Choline kinase inhibitors synergize with TRAIL in the treatment of colorectal tumors and overcomes TRAIL resistance

Aim: The aim of this study was to investigate the effects of the combination of choline kinase inhibitor MN58b and tumor necrosis factor-related apoptosis inducing ligand (TRAIL) against colon cancer cells. Methods: TRAIL-sensitive (DLD-1) and TRAIL-resistant (SW620) cells were treated with MN58b and/or TRAIL. Cell viability and induction of apoptosis were determined by 3-(4,5-dimethylthiazol-2-yl)-2,5- diphenyltetrazolium bromide and flow cytometry.
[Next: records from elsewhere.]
//! Display node types produced by the converter.

use super::inline::InlineContent;
use serde::{Deserialize, Serialize};

/// Heading depth. Only the three levels the converter recognises exist.
#[derive(Debug, Clone, Copy, PartialEq, Eq, Serialize, Deserialize)]
pub enum HeadingLevel {
    H1,
    H2,
    H3,
}

impl HeadingLevel {
    pub fn as_u8(self) -> u8 {
        match self {
            HeadingLevel::H1 => 1,
            HeadingLevel::H2 => 2,
            HeadingLevel::H3 => 3,
        }
    }
}

/// Semantic kind of a node, without its content.
#[derive(Debug, Clone, Copy, PartialEq, Eq)]
pub enum NodeKind {
    Heading1,
    Heading2,
    Heading3,
    List,
    Paragraph,
}

/// A single block of converted output.
#[derive(Debug, Clone, PartialEq, Eq, Serialize, Deserialize)]
#[serde(tag = "kind", rename_all = "snake_case")]
pub enum Node {
    Heading {
        level: HeadingLevel,
        content: InlineContent,
    },
    /// An unordered list built from consecutive `* ` / `- ` lines.
    List { items: Vec<InlineContent> },
    Paragraph { content: InlineContent },
}

impl Node {
    pub fn kind(&self) -> NodeKind {
        match self {
            Node::Heading { level, .. } => match level {
                HeadingLevel::H1 => NodeKind::Heading1,
                HeadingLevel::H2 => NodeKind::Heading2,
                HeadingLevel::H3 => NodeKind::Heading3,
            },
            Node::List { .. } => NodeKind::List,
            Node::Paragraph { .. } => NodeKind::Paragraph,
        }
    }
}
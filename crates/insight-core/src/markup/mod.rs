//! Markdown-lite markup.
//!
//! Supports exactly three conventions: `#`/`##`/`###` headings, `*`/`-`
//! unordered list items, and `**bold**` spans. There is no nesting and no
//! escaping syntax.
//!
//! # Module Structure
//!
//! - `inline`: bold-span substitution (`Inline`, `InlineContent`)
//! - `node`: display node types (`Node`, `HeadingLevel`, `NodeKind`)
//! - `converter`: the line-by-line converter (`convert`)
//! - `render`: HTML and plain-text rendering

mod converter;
mod inline;
mod node;
pub mod render;

pub use converter::convert;
pub use inline::{Inline, InlineContent};
pub use node::{HeadingLevel, Node, NodeKind};
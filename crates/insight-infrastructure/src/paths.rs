//! Path management for Insight Chat files.
//!
//! # Directory Structure
//!
//! ```text
//! ~/.config/insight-chat/            # Config directory
//! ├── config.toml                    # Application configuration
//! └── secret.json                    # API keys
//!
//! ~/.local/share/insight-chat/       # Data directory
//! └── performance-chat-history.toml  # Session log (named after the storage key)
//! ```

use insight_core::error::{InsightError, Result};
use std::path::PathBuf;

const APP_DIR: &str = "insight-chat";

pub struct InsightPaths;

impl InsightPaths {
    /// Returns the platform configuration directory for Insight Chat.
    pub fn config_dir() -> Result<PathBuf> {
        dirs::config_dir()
            .map(|dir| dir.join(APP_DIR))
            .ok_or_else(|| InsightError::config("Cannot find config directory"))
    }

    /// Returns the platform data directory for Insight Chat.
    pub fn data_dir() -> Result<PathBuf> {
        dirs::data_dir()
            .map(|dir| dir.join(APP_DIR))
            .ok_or_else(|| InsightError::config("Cannot find data directory"))
    }

    pub fn config_file() -> Result<PathBuf> {
        Ok(Self::config_dir()?.join("config.toml"))
    }

    /// Returns the path to the secrets file.
    ///
    /// # Security Note
    ///
    /// Ensure this file has appropriate permissions (e.g., 600) to prevent
    /// unauthorized access.
    pub fn secret_file() -> Result<PathBuf> {
        Ok(Self::config_dir()?.join("secret.json"))
    }
}
//! The session log.

use super::message::ChatMessage;
use serde::{Deserialize, Serialize};

/// Ordered, chronological list of every message exchanged in the chat.
#[derive(Debug, Clone, Default, PartialEq, Eq, Serialize, Deserialize)]
pub struct SessionLog {
    #[serde(default)]
    messages: Vec<ChatMessage>,
}

impl SessionLog {
    pub fn new() -> Self {
        Self::default()
    }

    pub fn push(&mut self, message: ChatMessage) {
        self.messages.push(message);
    }

    pub fn messages(&self) -> &[ChatMessage] {
        &self.messages
    }

    pub fn len(&self) -> usize {
        self.messages.len()
    }

    pub fn is_empty(&self) -> bool {
        self.messages.is_empty()
    }
}

impl From<Vec<ChatMessage>> for SessionLog {
    fn from(messages: Vec<ChatMessage>) -> Self {
        Self { messages }
    }
}
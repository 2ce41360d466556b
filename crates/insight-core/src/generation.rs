//! Generation service trait.

use crate::error::Result;
use async_trait::async_trait;

/// An external service that turns a prompt into natural-language text.
///
/// Implementations make a single attempt per call. Retries, backoff and
/// timeouts are the implementation's own business; the chat controller never
/// retries.
#[async_trait]
pub trait GenerationService: Send + Sync {
    /// Generates a response for `prompt` using `model`.
    ///
    /// # Returns
    ///
    /// - `Ok(Some(text))`: The service produced text
    /// - `Ok(None)`: The call succeeded but carried no text
    /// - `Err(_)`: The call failed
    async fn generate(&self, model: &str, prompt: &str) -> Result<Option<String>>;
}
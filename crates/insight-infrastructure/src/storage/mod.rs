//! File storage primitives.

pub mod atomic_toml;

pub use atomic_toml::AtomicTomlFile;
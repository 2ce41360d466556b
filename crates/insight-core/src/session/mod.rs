//! Chat session domain module.
//!
//! This module contains the session log, its repository interface, and the
//! controller that drives a chat round trip.
//!
//! # Module Structure
//!
//! - `message`: Chat message types (`MessageRole`, `ChatMessage`)
//! - `log`: The ordered session log (`SessionLog`)
//! - `state`: Request gate and panel state (`RequestState`, `PanelState`)
//! - `repository`: Repository trait for log persistence
//! - `confirm`: Confirmation seam used by `clear`
//! - `controller`: Session lifecycle (`ChatController`)
//!
//! # Usage
//!
//! ```ignore
//! use insight_core::session::{ChatController, SessionLogRepository, SubmitOutcome};
//! use insight_core::session::{ChatMessage, MessageRole};
//! ```

mod confirm;
mod controller;
mod log;
mod message;
mod repository;
mod state;


// Re-export public API
pub use confirm::Confirmation;
pub use controller::{ChatController, IgnoreReason, SubmitOutcome};
pub use log::SessionLog;
pub use message::{ChatMessage, MessageRole};
pub use repository::SessionLogRepository;
pub use state::{PanelState, RequestState};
Posttreatment expression levels of different proteins (PARP, caspase-3, X-linked inhibitor of apoptosis protein [XIAP], CHOP, DR5, DR4, CHOP) were analyzed by quantitative reverse transcription polymerase chain reaction, Western blot, and flow cytometry.In vivo antitumoral activity was assessed by xenograft models. Results: A strong synergistic effect of TRAIL and MN58b was observed in both TRAIL-sensitive and resistant cells. The combinatory treatment induced an increase in PARP and active-caspase 3 fragments along with a decrease in XIAP, enhancing TRAIL sensitivity. Reduced cellular viability and increased cell death correlated with increased DR5 expression and membrane surface recruitment, an effect that was concomitant with CHOP expression. Conclusion: MN58b, which alone exhibits anticancer activities against a wide variety of tumor-derived cell lines, synergizes with TRAIL through a mechanism that involves DR5 upregulation. This study supports the use of MN58b in combination with TRAIL on colorectal tumors, including those that develop TRAIL resistance.